A White House Tour is fun for the entire family
Today, join Renee Sklarew, coauthor of The Unofficial Guide to Washington D.C., as she takes us on a White House Tour.
In this election year, don’t you wonder what it’s like to live in the White House? Clearly, there are many who do and have dreams of becoming the next occupant. As I was working on a guidebook about Washington, D.C., I wanted to be able to explain the experience of the current White House tour so others would know what to expect. My first recommendation is to just reach out and write to your congressional representative. If you don’t exactly know who that is, go to this website and insert your zip code. Then you’ll see your representative, unless there’s more than one possible person, in which case you’ll need to insert your street address. When you first apply for a White House Tour, you can’t specify the date or time, but you can put in a window of time that you prefer. It’s really that easy!
The next step is to find “Request a Tour” on the congressperson’s website. Fill out the request form for a tour of the US Capitol, Bureau of Engraving and Printing (where the government prints our money), Supreme Court, and a few others. Of course, you want to see the White House, so go to that link. On the site, there are detailed directions so you will know what is required; for example, you’ll need to provide your full name, date of birth, gender, social security number, and address. If you’re a foreign national, you’ll need to fill out the same information you would fill out when entering the United States.
Next, you’ll receive an email from your representative. It designates the day, time, and location of your White House tour. On the day of your tour, you need to bring along your driver’s license or passport (if you’re bringing a child, he or she won’t need a driver’s license, of course). You’ll need to arrive 15 minutes early at the Hamilton Gate, which is on 15th Street. All visitors must pass through a security gate similar to the machines at the airport. Finally, you’ll be escorted to a big room with lovely photos of different presidents and their families. There’s a small gift shop where you can pick up a souvenir.
The first rooms you’ll see are the Library and the Vermeil Room. The library was a laundry room in the days before President Franklin Roosevelt. It now has 2,700 books related to American life. It’s used when a president or first lady engages in an interview with a member of the media. The Vermeil room was once used for billiards but now contains paintings of several first ladies, including Jackie Kennedy and Lady Bird Johnson. It’s called vermeil for the extensive collection of gilded silver. The furnishings are soft pastel colors and, like in almost every other room, there is a fireplace.
The tour guides are members of the Secret Service under the “Uniformed Division.” They share stories about each room and the history of the artwork, and they usher you along. You’ll see the movie room and the Presidential China Hutch, which displays the various china and silver patterns of the different administrations.
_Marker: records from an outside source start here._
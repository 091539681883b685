//! Classification of raw transport outcomes into domain results.
//!
//! Every repository call runs its transport outcome through [`classify`] or
//! [`classify_lookup`], so callers see one error taxonomy whatever the
//! endpoint. Both functions only read their input.

use serde::Deserialize;
use serde::de::DeserializeOwned;

use crate::Result;
use crate::error::{ApiError, Error, NetworkError};

/// Fallback message for a lookup that found nothing.
pub const NOT_FOUND_MESSAGE: &str = "Resource not found";

/// Status and body of a completed HTTP exchange.
#[derive(Debug, Clone, PartialEq, Eq)]
pub struct RawResponse {
    pub status: u16,
    pub body: Vec<u8>,
}

impl RawResponse {
    pub fn new(status: u16, body: impl Into<Vec<u8>>) -> Self {
        Self {
            status,
            body: body.into(),
        }
    }

    pub fn is_success(&self) -> bool {
        (200..300).contains(&self.status)
    }

    pub fn is_unauthorized(&self) -> bool {
        self.status == 401
    }
}

/// Why an exchange produced no response at all.
#[derive(Debug, Clone, PartialEq, Eq)]
pub enum TransportFailure {
    /// The connection could not be established.
    Connect { message: String },
    /// No response within the configured timeout.
    Timeout,
    /// The connection broke while sending or receiving.
    Io { message: String },
    /// Anything else, e.g. a request that could not be built.
    Other { message: String },
}

/// Outcome of one logical request at the transport level.
pub type Exchange = std::result::Result<RawResponse, TransportFailure>;

/// Result of a lookup where "no such entity" is an expected answer.
#[derive(Debug, Clone, PartialEq, Eq)]
pub enum Lookup<T> {
    Found(T),
    /// The server answered 404. `message` falls back to
    /// [`NOT_FOUND_MESSAGE`] when the body carried no detail.
    Absent {
        code: Option<String>,
        message: String,
    },
}

impl<T> Lookup<T> {
    pub fn found(self) -> Option<T> {
        match self {
            Lookup::Found(value) => Some(value),
            Lookup::Absent { .. } => None,
        }
    }

    pub fn is_absent(&self) -> bool {
        matches!(self, Lookup::Absent { .. })
    }
}

/// Server error body. Both fields are optional and the body may not be JSON.
#[derive(Debug, Deserialize)]
struct ErrorBody {
    #[serde(default)]
    detail: Option<serde_json::Value>,
    #[serde(default)]
    code: Option<serde_json::Value>,
}

/// Classify an exchange whose success body must decode as `T`.
pub fn classify<T: DeserializeOwned>(exchange: &Exchange) -> Result<T> {
    let response = exchange.as_ref().map_err(transport_error)?;

    if response.is_success() {
        decode_body(response)
    } else {
        Err(Error::Api(api_error(response)))
    }
}

/// Like [`classify`], but a 404 becomes [`Lookup::Absent`] instead of an error.
pub fn classify_lookup<T: DeserializeOwned>(exchange: &Exchange) -> Result<Lookup<T>> {
    match exchange {
        Ok(response) if !response.is_success() => {
            let err = api_error(response);
            if !err.is_not_found() {
                return Err(Error::Api(err));
            }
            Ok(Lookup::Absent {
                code: err.code,
                message: err
                    .message
                    .unwrap_or_else(|| NOT_FOUND_MESSAGE.to_string()),
            })
        }
        _ => classify(exchange).map(Lookup::Found),
    }
}

/// Map a transport failure into the domain taxonomy.
pub fn transport_error(failure: &TransportFailure) -> Error {
    match failure {
        TransportFailure::Connect { message } => Error::Network(NetworkError::Connection {
            message: message.clone(),
        }),
        TransportFailure::Timeout => Error::Network(NetworkError::Timeout),
        TransportFailure::Io { message } => Error::Network(NetworkError::Io {
            message: message.clone(),
        }),
        TransportFailure::Other { message } => Error::unknown(message.clone()),
    }
}

/// Build an [`ApiError`] from a non-2xx response, reading `code` and
/// `detail` from a JSON body when present.
pub fn api_error(response: &RawResponse) -> ApiError {
    let Ok(body) = serde_json::from_slice::<ErrorBody>(&response.body) else {
        return ApiError::new(response.status, None, None);
    };

    ApiError::new(
        response.status,
        body.code.and_then(value_text),
        body.detail.and_then(value_text),
    )
}

fn decode_body<T: DeserializeOwned>(response: &RawResponse) -> Result<T> {
    if response.body.iter().all(u8::is_ascii_whitespace) {
        return Err(Error::unknown(format!(
            "empty response body (HTTP {})",
            response.status
        )));
    }

    serde_json::from_slice(&response.body)
        .map_err(|e| Error::unknown(format!("malformed response body: {}", e)))
}

// `detail` is a string for hand-raised errors but a list of objects for
// request validation failures.
fn value_text(value: serde_json::Value) -> Option<String> {
    match value {
        serde_json::Value::Null => None,
        serde_json::Value::String(s) if s.is_empty() => None,
        serde_json::Value::String(s) => Some(s),
        serde_json::Value::Array(items) => {
            let parts: Vec<String> = items
                .into_iter()
                .filter_map(|item| match item {
                    serde_json::Value::Object(mut obj) => obj.remove("msg").and_then(value_text),
                    other => value_text(other),
                })
                .collect();
            (!parts.is_empty()).then(|| parts.join("; "))
        }
        other => Some(other.to_string()),
    }
}

#[cfg(test)]
mod tests {
    use super::*;
    use serde_json::json;

    #[derive(Debug, PartialEq, Deserialize)]
    struct Item {
        id: i64,
    }

    fn ok(status: u16, body: serde_json::Value) -> Exchange {
        Ok(RawResponse::new(status, body.to_string()))
    }

    #[test]
    fn success_with_body_decodes() {
        let item: Item = classify(&ok(200, json!({"id": 3}))).unwrap();
        assert_eq!(item, Item { id: 3 });
    }

    #[test]
    fn success_with_empty_body_is_unknown() {
        let err = classify::<Item>(&Ok(RawResponse::new(200, ""))).unwrap_err();
        assert!(matches!(err, Error::Unknown { .. }));
    }

    #[test]
    fn success_with_wrong_shape_is_unknown() {
        let err = classify::<Item>(&ok(201, json!({"name": "x"}))).unwrap_err();
        assert!(matches!(err, Error::Unknown { .. }));
    }

    #[test]
    fn non_success_is_api_error_with_body_fields() {
        let exchange = ok(409, json!({"detail": "Step already closed", "code": "step_closed"}));
        let err = classify::<Item>(&exchange).unwrap_err();
        assert_eq!(
            err,
            Error::Api(ApiError::new(
                409,
                Some("step_closed".to_string()),
                Some("Step already closed".to_string())
            ))
        );
    }

    #[test]
    fn non_json_error_body_falls_back() {
        let exchange = Ok(RawResponse::new(500, "Internal Server Error"));
        let err = classify::<Item>(&exchange).unwrap_err();
        assert_eq!(err, Error::Api(ApiError::new(500, None, None)));
    }

    #[test]
    fn validation_detail_list_is_flattened() {
        let exchange = ok(
            422,
            json!({"detail": [{"loc": ["query", "step_id"], "msg": "field required"}]}),
        );
        let err = classify::<Item>(&exchange).unwrap_err();
        assert_eq!(
            err,
            Error::Api(ApiError::new(422, None, Some("field required".to_string())))
        );
    }

    #[test]
    fn not_found_on_plain_classify_is_error() {
        let err = classify::<Item>(&ok(404, json!({"detail": "nope"}))).unwrap_err();
        assert_eq!(err.status(), Some(404));
    }

    #[test]
    fn not_found_on_lookup_is_absent() {
        let lookup =
            classify_lookup::<Item>(&ok(404, json!({"detail": "Product not found", "code": "product_not_found"})))
                .unwrap();
        assert_eq!(
            lookup,
            Lookup::Absent {
                code: Some("product_not_found".to_string()),
                message: "Product not found".to_string()
            }
        );
    }

    #[test]
    fn not_found_without_body_uses_default_message() {
        let lookup = classify_lookup::<Item>(&Ok(RawResponse::new(404, ""))).unwrap();
        assert_eq!(
            lookup,
            Lookup::Absent {
                code: None,
                message: NOT_FOUND_MESSAGE.to_string()
            }
        );
    }

    #[test]
    fn lookup_found() {
        let lookup = classify_lookup::<Item>(&ok(200, json!({"id": 1}))).unwrap();
        assert_eq!(lookup.found(), Some(Item { id: 1 }));
    }

    #[test]
    fn lookup_other_failures_stay_errors() {
        let err = classify_lookup::<Item>(&ok(500, json!({"detail": "boom"}))).unwrap_err();
        assert_eq!(err.status(), Some(500));
        let err = classify_lookup::<Item>(&Ok(RawResponse::new(401, ""))).unwrap_err();
        assert_eq!(err.status(), Some(401));
    }

    #[test]
    fn transport_failures() {
        let connect: Exchange = Err(TransportFailure::Connect {
            message: "refused".into(),
        });
        assert!(matches!(
            classify::<Item>(&connect).unwrap_err(),
            Error::Network(NetworkError::Connection { .. })
        ));

        let timeout: Exchange = Err(TransportFailure::Timeout);
        assert_eq!(
            classify::<Item>(&timeout).unwrap_err(),
            Error::Network(NetworkError::Timeout)
        );

        let other: Exchange = Err(TransportFailure::Other {
            message: "builder".into(),
        });
        assert!(matches!(
            classify_lookup::<Item>(&other).unwrap_err(),
            Error::Unknown { .. }
        ));
    }

    #[test]
    fn classification_is_repeatable() {
        let exchanges = [
            ok(401, json!({"detail": "Token expired", "code": "token_expired"})),
            ok(200, json!({"id": 9})),
            Ok(RawResponse::new(204, "")),
            Err(TransportFailure::Io {
                message: "reset".into(),
            }),
        ];

        for exchange in &exchanges {
            let first = classify::<Item>(exchange);
            let second = classify::<Item>(exchange);
            assert_eq!(first, second);
        }
    }
}
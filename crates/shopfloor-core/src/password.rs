//! Device password generation.

use rand::Rng;
use rand::seq::SliceRandom;

const UPPER: &[u8] = b"ABCDEFGHIJKLMNOPQRSTUVWXYZ";
const LOWER: &[u8] = b"abcdefghijklmnopqrstuvwxyz";
const DIGITS: &[u8] = b"0123456789";
const SPECIAL: &[u8] = b"!@#$%^&*()-_.";

/// Length of passwords generated during device registration.
pub const DEVICE_PASSWORD_LEN: usize = 8;

/// Shortest password that still fits one character of each required class.
pub const MIN_PASSWORD_LEN: usize = 3;

/// Generate a random password from the thread-local CSPRNG.
///
/// The result always holds at least one uppercase letter, one lowercase
/// letter and one digit. Lengths below [`MIN_PASSWORD_LEN`] are raised to it.
pub fn generate_password(length: usize) -> String {
    let length = length.max(MIN_PASSWORD_LEN);
    let mut rng = rand::rng();

    let pick = |rng: &mut rand::rngs::ThreadRng, set: &[u8]| -> char {
        char::from(set[rng.random_range(0..set.len())])
    };

    let mut chars = Vec::with_capacity(length);
    chars.push(pick(&mut rng, UPPER));
    chars.push(pick(&mut rng, LOWER));
    chars.push(pick(&mut rng, DIGITS));

    let all: Vec<u8> = [UPPER, LOWER, DIGITS, SPECIAL].concat();
    while chars.len() < length {
        chars.push(pick(&mut rng, &all));
    }

    chars.shuffle(&mut rng);
    chars.into_iter().collect()
}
You’ll walk upstairs to the expansive East Room. It’s kept empty, ready to serve a number of functions, such as a greeting space for dignitaries or a site for public events, like the signing of the Affordable Care Act or performances by famous musicians like Paul McCartney. In the past, it’s been used as a place to hang laundry and was the site of President Abraham Lincoln’s funeral.
The group is ushered into another room called the Green Room, a lavish sitting room used to host teas and parlor events. Today, the dark mahogany furniture contrasts strikingly against the bright green Oriental rug, green velvet couches, and stunning crystal chandelier. The room is filled with portraits of American leaders and paintings by American artists.
The next stop on the tour is the Blue Room, a very regal space shaped like an elliptical or circle, furnished in gold and blue by the original American hostess, Dolley Madison. It served as a drawing room and is used by the president and first lady to receive important guests. It was used in the wedding of President Grover Cleveland in 1886; during the Christmas holidays, it is the site for the principal Christmas tree. Eight pieces of furniture made for the room in 1814 were lost and then rediscovered at an antiques auction.
The Red Room is dark scarlet and is set aside for private meetings of presidents and first ladies. It was once called “the music room” for the pianoforte that was placed there. Theodore Roosevelt used it as a smoking room, and there are a number of impressive paintings within the space, including portraits of Alexander Hamilton, Dolley Madison, and Martin and Angelica Van Buren.
The largest room on the White House tour is the State Dining Room, with an expanse of white walls adorned only with one memorable portrait of Abraham Lincoln. Once owned by the Lincoln family, the portrait was donated with the understanding that it would be the only one in the room. There is also a very long dining table used for State Dinners. The rug is a lovely repeating pattern of flowers and leaves.
Before leaving, visitors are invited to shoot a few selfies before heading out to the North Portico and Grand Foyer. The pianoforte was moved into this white room with pillars, high ceilings, marble flooring, and crystal chandeliers. You can see the banister to the stairwell and portraits of Presidents George W. Bush and Bill Clinton. This is your last glimpse before heading out the door, possibly thinking, “Wow, it isn’t that big or that fancy.” It sure isn’t like the palaces in Europe and luxurious hotels in North America, but maybe that’s what makes the White House so American. It’s an impressive, imposing structure from afar; however, up close, it’s very accessible and friendly.